We are on another trip to Europe and we're old hands at this...forget the "old", and just say we're experienced, very well experienced, at travel in Europe.   This trip will be shorter, Ruth has less time off.  The funny thing is this trip is planned, not to the minute, but planned, very planned.   Every accomodation, every train, every car rental....I even have reservations for every train.   We're going to breakup the long SF>Paris flight by stopping for a few days in New York, revisiting the old stomping grounds - Balthazar, ICP, Union Square Cafe, the Metropolitan Museum, MOMA, Italian Wine Merchants   So everything is planned...and I'm thinking back to our first trip, when we didn't know a thing, or where to go, or how to make reservations, or which neighborhoods to stay...clueless.   And there is a certain charm in winging it...forty years ago I did that for six full years back and forth between New Zealand and Nepal, every day a new adventure, never knowing where I'd go or stay or eat.   And at that age I loved, I craved, that adventure.   But now with less time and energy, it makes a lot more sense to be planned...but this trip is ridiculously planned! we're going fewer places, more intensive at each stop.  Five days each in Paris, St Paul de Vence (Provence) and Venezia, then a full week in a stone cottage in Umbria.  We know each of these, but this time we're doing things we've missed on previous trips....a full opera/ballet at La Fenice in Venezia, to the top of the Eiffel Tower, living/exploring back-backroads, vineyards, small farms, etc in Umbria.   So we have a well-planned trip and barring an Italian or French train strike, we'll have a flawless, "restful" vacation....the "rest" is for Ruth, I'm going for the "full".

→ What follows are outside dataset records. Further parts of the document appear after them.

//! gcs skills - List the skills of a setting

use clap::Args;
use tracing::debug;

use crate::app::AppContext;
use crate::cli::output::{HumanLayout, emit_human, emit_json, robot_ok};
use crate::error::Result;
use crate::genesys::Skill;

#[derive(Args, Debug)]
pub struct SkillsArgs {
    /// Only skills governed by this characteristic (case-insensitive)
    #[arg(long)]
    pub ability: Option<String>,
}

pub fn run(ctx: &AppContext, args: &SkillsArgs) -> Result<()> {
    let setting = ctx.load_setting()?;
    let skills: Vec<&Skill> = setting
        .skills
        .iter()
        .filter(|skill| {
            args.ability
                .as_deref()
                .is_none_or(|ability| skill.ability.eq_ignore_ascii_case(ability))
        })
        .collect();
    debug!(count = skills.len(), filter = ?args.ability, "listing skills");

    if ctx.is_robot() {
        return emit_json(&robot_ok(&skills));
    }

    let mut layout = HumanLayout::new();
    layout.title(&format!("Skills ({})", setting.name));
    for skill in &skills {
        let marker = if skill.governing_attribute().is_some() {
            ""
        } else {
            "  (unknown characteristic)"
        };
        layout.push_line(format!("{:<24} {}{marker}", skill.name, skill.ability));
    }
    emit_human(&layout);
    Ok(())
}
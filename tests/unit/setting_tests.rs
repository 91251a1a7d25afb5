//! Unit tests for setting loading against the shipped data directory.

use std::path::PathBuf;

use gcs::genesys::Attribute;
use gcs::setting::{SettingLoader, read_character_file};
use gcs::test_utils::fixtures::SettingFixture;

fn repo_path(relative: &str) -> PathBuf {
    PathBuf::from(env!("CARGO_MANIFEST_DIR")).join(relative)
}

fn shipped_loader() -> SettingLoader {
    SettingLoader::new(repo_path("data"))
}

#[test]
fn shipped_genesys_setting_loads() {
    let setting = shipped_loader().load("genesys").unwrap();
    assert_eq!(setting.archetypes.len(), 4);
    assert!(setting.skills.len() > 20);
    assert!(!setting.talents.is_empty());
    assert!(
        setting
            .archetypes
            .iter()
            .any(|archetype| archetype.name == "The Intellectual")
    );
}

#[test]
fn shipped_skills_name_known_characteristics() {
    let setting = shipped_loader().load("genesys").unwrap();
    for skill in &setting.skills {
        assert!(
            skill.governing_attribute().is_some(),
            "{} has ability {}",
            skill.name,
            skill.ability
        );
    }
}

#[test]
fn shipped_settings_are_discoverable() {
    let names = shipped_loader().available().unwrap();
    assert!(names.contains(&"genesys".to_string()));
}

#[test]
fn demo_character_calculates_cleanly() {
    let setting = shipped_loader().load("genesys").unwrap();
    let character = read_character_file(&repo_path("demos/wilberforce.yaml")).unwrap();

    let result = setting.calculator().calculate(&character).unwrap();
    let sheet = result.character;

    assert!(result.warnings.is_empty(), "{:?}", result.warnings);
    assert_eq!(sheet.name, "Wilberforce");
    assert_eq!(sheet.attributes.get(Attribute::Intellect), 4);
    assert_eq!(sheet.experience, 115);
    assert_eq!(sheet.skills.len(), setting.skills.len());

    let knowledge = sheet.skill("Knowledge").unwrap();
    assert_eq!(knowledge.proficiency_dice, 2);
    assert_eq!(knowledge.ability_dice, 2);
    assert_eq!(sheet.talents.len(), 2);
}

#[test]
fn fixture_character_matches_recorded_pools() {
    let fixture = SettingFixture::standard();
    let path = fixture.write_character("hart", SettingFixture::CHARACTER);
    let setting = fixture.loader().load(SettingFixture::SETTING).unwrap();
    let character = read_character_file(&path).unwrap();

    assert_eq!(character.name, "J. Marcus Hart");
    assert_eq!(character.experience, 50);
    assert_eq!(character.skill_level("Athletics"), 1);

    let sheet = setting.calculator().calculate(&character).unwrap().character;
    let athletics = sheet.skill("Athletics").unwrap();
    assert_eq!((athletics.proficiency_dice, athletics.ability_dice), (1, 0));
    let computers = sheet.skill("Computers").unwrap();
    assert_eq!((computers.proficiency_dice, computers.ability_dice), (2, 2));
    assert_eq!(sheet.talents["Grit"].rank, 1);
}

#[test]
fn list_document_is_not_a_character() {
    let fixture = SettingFixture::new();
    let path = fixture.write_character("roster", "- Wilberforce\n- Floyd\n");
    let err = read_character_file(&path).unwrap_err();
    assert!(err.to_string().starts_with("invalid data: parse"), "{err}");
}
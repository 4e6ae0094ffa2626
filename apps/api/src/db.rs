use anyhow::{Context, Result};
use sqlx::postgres::PgPoolOptions;
use sqlx::PgPool;
use tracing::info;

/// Idempotent DDL for the lead document collection and its change trigger.
const SCHEMA: &[&str] = &[
    r#"
    CREATE TABLE IF NOT EXISTS lead_documents (
        id UUID PRIMARY KEY DEFAULT gen_random_uuid(),
        collection_path TEXT NOT NULL,
        data JSONB NOT NULL,
        created_at TIMESTAMPTZ DEFAULT now(),
        updated_at TIMESTAMPTZ
    )
    "#,
    "CREATE INDEX IF NOT EXISTS lead_documents_collection_idx ON lead_documents (collection_path)",
    r#"
    CREATE OR REPLACE FUNCTION notify_lead_documents() RETURNS trigger AS $$
    BEGIN
        PERFORM pg_notify('lead_documents', COALESCE(NEW.collection_path, OLD.collection_path));
        RETURN NULL;
    END;
    $$ LANGUAGE plpgsql
    "#,
    "DROP TRIGGER IF EXISTS lead_documents_notify ON lead_documents",
    r#"
    CREATE TRIGGER lead_documents_notify
        AFTER INSERT OR UPDATE OR DELETE ON lead_documents
        FOR EACH ROW EXECUTE FUNCTION notify_lead_documents()
    "#,
];

/// Creates and returns a PostgreSQL connection pool.
pub async fn create_pool(database_url: &str) -> Result<PgPool> {
    info!("Connecting to PostgreSQL...");

    let pool = PgPoolOptions::new()
        .max_connections(10)
        .connect(database_url)
        .await?;

    info!("PostgreSQL connection pool established");
    Ok(pool)
}

/// Creates the document table and change trigger if they do not exist.
pub async fn ensure_schema(pool: &PgPool) -> Result<()> {
    for statement in SCHEMA {
        sqlx::query(statement)
            .execute(pool)
            .await
            .with_context(|| format!("Schema statement failed: {}", statement.trim()))?;
    }
    info!("Lead document schema ready");
    Ok(())
}
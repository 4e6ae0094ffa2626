//! Scripted transport for exercising the client without a network.

use std::collections::VecDeque;
use std::sync::{Arc, Mutex};

use async_trait::async_trait;
use serde_json::{json, Value};
use tokio::time::Instant;

use super::{GenerateContentRequest, GenerativeTransport, RawResponse, TransportFailure};

type Reply = Result<RawResponse, TransportFailure>;

/// Replays queued replies in order and records every request it receives.
pub struct ScriptedTransport {
    replies: Mutex<VecDeque<Reply>>,
    requests: Mutex<Vec<(Instant, Value)>>,
}

impl ScriptedTransport {
    pub fn new(replies: Vec<Reply>) -> Arc<Self> {
        Arc::new(Self {
            replies: Mutex::new(replies.into()),
            requests: Mutex::new(Vec::new()),
        })
    }

    pub fn ok(body: &str) -> Reply {
        Self::status(200, body)
    }

    pub fn status(status: u16, body: &str) -> Reply {
        Ok(RawResponse {
            status,
            body: body.to_string(),
        })
    }

    pub fn calls(&self) -> usize {
        self.requests.lock().unwrap().len()
    }

    pub fn call_instants(&self) -> Vec<Instant> {
        self.requests.lock().unwrap().iter().map(|(at, _)| *at).collect()
    }

    pub fn requests(&self) -> Vec<Value> {
        self.requests
            .lock()
            .unwrap()
            .iter()
            .map(|(_, body)| body.clone())
            .collect()
    }
}

#[async_trait]
impl GenerativeTransport for ScriptedTransport {
    async fn send(&self, request: &GenerateContentRequest) -> Reply {
        let body = serde_json::to_value(request).unwrap();
        self.requests.lock().unwrap().push((Instant::now(), body));
        self.replies
            .lock()
            .unwrap()
            .pop_front()
            .unwrap_or_else(|| Err(TransportFailure::Http("script exhausted".to_string())))
    }
}

/// A successful `generateContent` envelope carrying `text` as the model answer.
pub fn envelope(text: &str) -> String {
    json!({
        "candidates": [{
            "content": { "role": "model", "parts": [{ "text": text }] }
        }],
        "usageMetadata": { "promptTokenCount": 12, "candidatesTokenCount": 34 }
    })
    .to_string()
}
use std::fmt;

use serde::Serialize;
use tracing::info;
use uuid::Uuid;

/// Identifier of the session that owns a lead collection.
#[derive(Debug, Clone, PartialEq, Eq, Hash, Serialize)]
pub struct OwnerId(String);

impl OwnerId {
    pub fn new(id: impl Into<String>) -> Self {
        Self(id.into())
    }

    pub fn as_str(&self) -> &str {
        &self.0
    }
}

impl fmt::Display for OwnerId {
    fn fmt(&self, f: &mut fmt::Formatter<'_>) -> fmt::Result {
        f.write_str(&self.0)
    }
}

/// Resolves the owner identity for a session.
///
/// A bootstrap token always maps to the same owner (UUIDv5 of the token), so a
/// restart with the same token sees the same collection. Without a token an
/// anonymous owner is created.
pub fn resolve_owner(token: Option<&str>) -> OwnerId {
    match token.map(str::trim).filter(|t| !t.is_empty()) {
        Some(token) => {
            let id = Uuid::new_v5(&Uuid::NAMESPACE_OID, token.as_bytes());
            info!("Resolved owner {id} from bootstrap token");
            OwnerId::new(id.to_string())
        }
        None => {
            let id = Uuid::new_v4();
            info!("No bootstrap token; using anonymous owner {id}");
            OwnerId::new(id.to_string())
        }
    }
}
//! Postgres-backed document collection.
//!
//! Documents live in `lead_documents` as JSONB keyed by collection path. A row
//! trigger (see `db::ensure_schema`) issues `NOTIFY lead_documents, '<path>'` on
//! every insert, update and delete; subscribers answer each notification with a
//! single `SELECT` of the whole collection.

use async_trait::async_trait;
use chrono::{DateTime, Utc};
use sqlx::postgres::PgListener;
use sqlx::types::Json;
use sqlx::{FromRow, PgPool};
use tokio::sync::mpsc;
use tracing::{debug, error, info};
use uuid::Uuid;

use crate::leads::collection::{
    CollectionPath, DocumentCollection, SnapshotReceiver, SnapshotSender, StoreError,
    SNAPSHOT_BUFFER,
};
use crate::leads::models::{Lead, LeadFields, LeadStatus};

pub const CHANGE_CHANNEL: &str = "lead_documents";

#[derive(Debug, FromRow)]
struct LeadRow {
    id: Uuid,
    data: Json<LeadFields>,
    created_at: Option<DateTime<Utc>>,
}

impl From<LeadRow> for Lead {
    fn from(row: LeadRow) -> Self {
        Lead {
            id: row.id,
            fields: row.data.0,
            created_at: row.created_at,
        }
    }
}

#[derive(Clone)]
pub struct PgCollection {
    pool: PgPool,
}

impl PgCollection {
    pub fn new(pool: PgPool) -> Self {
        Self { pool }
    }
}

async fn fetch_snapshot(pool: &PgPool, path: &CollectionPath) -> Result<Vec<Lead>, sqlx::Error> {
    let rows = sqlx::query_as::<_, LeadRow>(
        "SELECT id, data, created_at FROM lead_documents WHERE collection_path = $1",
    )
    .bind(path.as_str())
    .fetch_all(pool)
    .await?;
    Ok(rows.into_iter().map(Lead::from).collect())
}

/// What a listener wake-up means for one subscribed collection.
#[derive(Debug, PartialEq, Eq)]
enum Notification {
    Changed,
    Unrelated,
    ListenerLost,
}

/// `None` is a dropped listener connection; the channel is shared by every
/// collection, so only a payload equal to `path` is a change.
fn classify(payload: Option<&str>, path: &CollectionPath) -> Notification {
    match payload {
        Some(changed) if changed == path.as_str() => Notification::Changed,
        Some(_) => Notification::Unrelated,
        None => Notification::ListenerLost,
    }
}

/// Source of change notifications and collection reads for one subscription.
#[async_trait]
trait ChangeFeed: Send {
    /// Next notification payload. `Ok(None)` means the connection was lost.
    async fn next_payload(&mut self) -> Result<Option<String>, String>;

    async fn snapshot(&mut self, path: &CollectionPath) -> Result<Vec<Lead>, String>;
}

struct PgFeed {
    listener: PgListener,
    pool: PgPool,
}

#[async_trait]
impl ChangeFeed for PgFeed {
    async fn next_payload(&mut self) -> Result<Option<String>, String> {
        self.listener
            .try_recv()
            .await
            .map(|n| n.map(|n| n.payload().to_string()))
            .map_err(|e| e.to_string())
    }

    async fn snapshot(&mut self, path: &CollectionPath) -> Result<Vec<Lead>, String> {
        fetch_snapshot(&self.pool, path)
            .await
            .map_err(|e| e.to_string())
    }
}

/// Forwards one snapshot per matching notification until the receiver is dropped
/// or the feed fails. A lost listener connection ends the subscription:
/// notifications sent while disconnected are gone, so reconnecting silently
/// would leave the view stale.
async fn forward_changes<F: ChangeFeed>(mut feed: F, path: CollectionPath, tx: SnapshotSender) {
    loop {
        let next = tokio::select! {
            _ = tx.closed() => break,
            n = feed.next_payload() => n,
        };

        let failure = match next {
            Err(e) => e,
            Ok(payload) => match classify(payload.as_deref(), &path) {
                Notification::Unrelated => continue,
                Notification::ListenerLost => "listener connection lost".to_string(),
                Notification::Changed => match feed.snapshot(&path).await {
                    Ok(snapshot) => {
                        if tx.send(Ok(snapshot)).await.is_err() {
                            break;
                        }
                        continue;
                    }
                    Err(e) => format!("snapshot query failed: {e}"),
                },
            },
        };

        error!("Change subscription for {path} ended: {failure}");
        let _ = tx.send(Err(StoreError::Subscription(failure))).await;
        break;
    }
    debug!("Change listener for {path} stopped");
}

#[async_trait]
impl DocumentCollection for PgCollection {
    async fn subscribe(&self, path: &CollectionPath) -> Result<SnapshotReceiver, StoreError> {
        let mut listener = PgListener::connect_with(&self.pool)
            .await
            .map_err(|e| StoreError::Subscription(e.to_string()))?;
        listener
            .listen(CHANGE_CHANNEL)
            .await
            .map_err(|e| StoreError::Subscription(e.to_string()))?;

        // LISTEN is active before the initial read, so no change falls between.
        let initial = fetch_snapshot(&self.pool, path)
            .await
            .map_err(|e| StoreError::Subscription(e.to_string()))?;

        let (tx, rx) = mpsc::channel(SNAPSHOT_BUFFER);
        let _ = tx.send(Ok(initial)).await;
        info!("Listening for changes on {path}");

        let feed = PgFeed {
            listener,
            pool: self.pool.clone(),
        };
        tokio::spawn(forward_changes(feed, path.clone(), tx));
        Ok(rx)
    }

    async fn add(&self, path: &CollectionPath, fields: &LeadFields) -> Result<Uuid, StoreError> {
        let id: Uuid = sqlx::query_scalar(
            "INSERT INTO lead_documents (collection_path, data) VALUES ($1, $2) RETURNING id",
        )
        .bind(path.as_str())
        .bind(Json(fields))
        .fetch_one(&self.pool)
        .await?;
        Ok(id)
    }

    async fn update_status(
        &self,
        path: &CollectionPath,
        id: Uuid,
        status: LeadStatus,
    ) -> Result<(), StoreError> {
        let result = sqlx::query(
            r#"
            UPDATE lead_documents
            SET data = jsonb_set(data, '{status}', to_jsonb($1::text)),
                updated_at = now()
            WHERE id = $2 AND collection_path = $3
            "#,
        )
        .bind(status.as_str())
        .bind(id)
        .bind(path.as_str())
        .execute(&self.pool)
        .await?;

        if result.rows_affected() == 0 {
            return Err(StoreError::NotFound(id));
        }
        Ok(())
    }

    async fn toggle_status(
        &self,
        path: &CollectionPath,
        id: Uuid,
    ) -> Result<LeadStatus, StoreError> {
        // Row lock on UPDATE serializes concurrent toggles of the same lead.
        let written: Option<String> = sqlx::query_scalar(
            r#"
            UPDATE lead_documents
            SET data = jsonb_set(
                    data,
                    '{status}',
                    to_jsonb(CASE
                        WHEN upper(COALESCE(data->>'status', 'ACTIVE')) = 'ACTIVE' THEN 'CLOSED'::text
                        ELSE 'ACTIVE'::text
                    END)
                ),
                updated_at = now()
            WHERE id = $1 AND collection_path = $2
            RETURNING data->>'status'
            "#,
        )
        .bind(id)
        .bind(path.as_str())
        .fetch_optional(&self.pool)
        .await?;

        let written = written.ok_or(StoreError::NotFound(id))?;
        Ok(if written == LeadStatus::Closed.as_str() {
            LeadStatus::Closed
        } else {
            LeadStatus::Active
        })
    }
}
// Leads: search, mission scoring and the live lead collection.
// All LLM calls go through llm_client; all persistence goes through store.

pub mod analysis;
pub mod collection;
pub mod handlers;
pub mod memory;
pub mod models;
pub mod postgres;
pub mod prompts;
pub mod search;
pub mod store;
#[cfg(test)]
pub mod test_support;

This is our first shot at the blog thing...my intention is to let the pictures do the talking, but we'll both comment as needed or whatever.   There's little doubt in my mind that the pictures will carry a lot more interest than my verbal diarrhea.   Friends from Kodiak narrated their New Zealand blog with haiku....the perfect cure - fewer words, more meaning.   We may try a little haiku too....a poem for those that know 'em.   Oh god...here we go.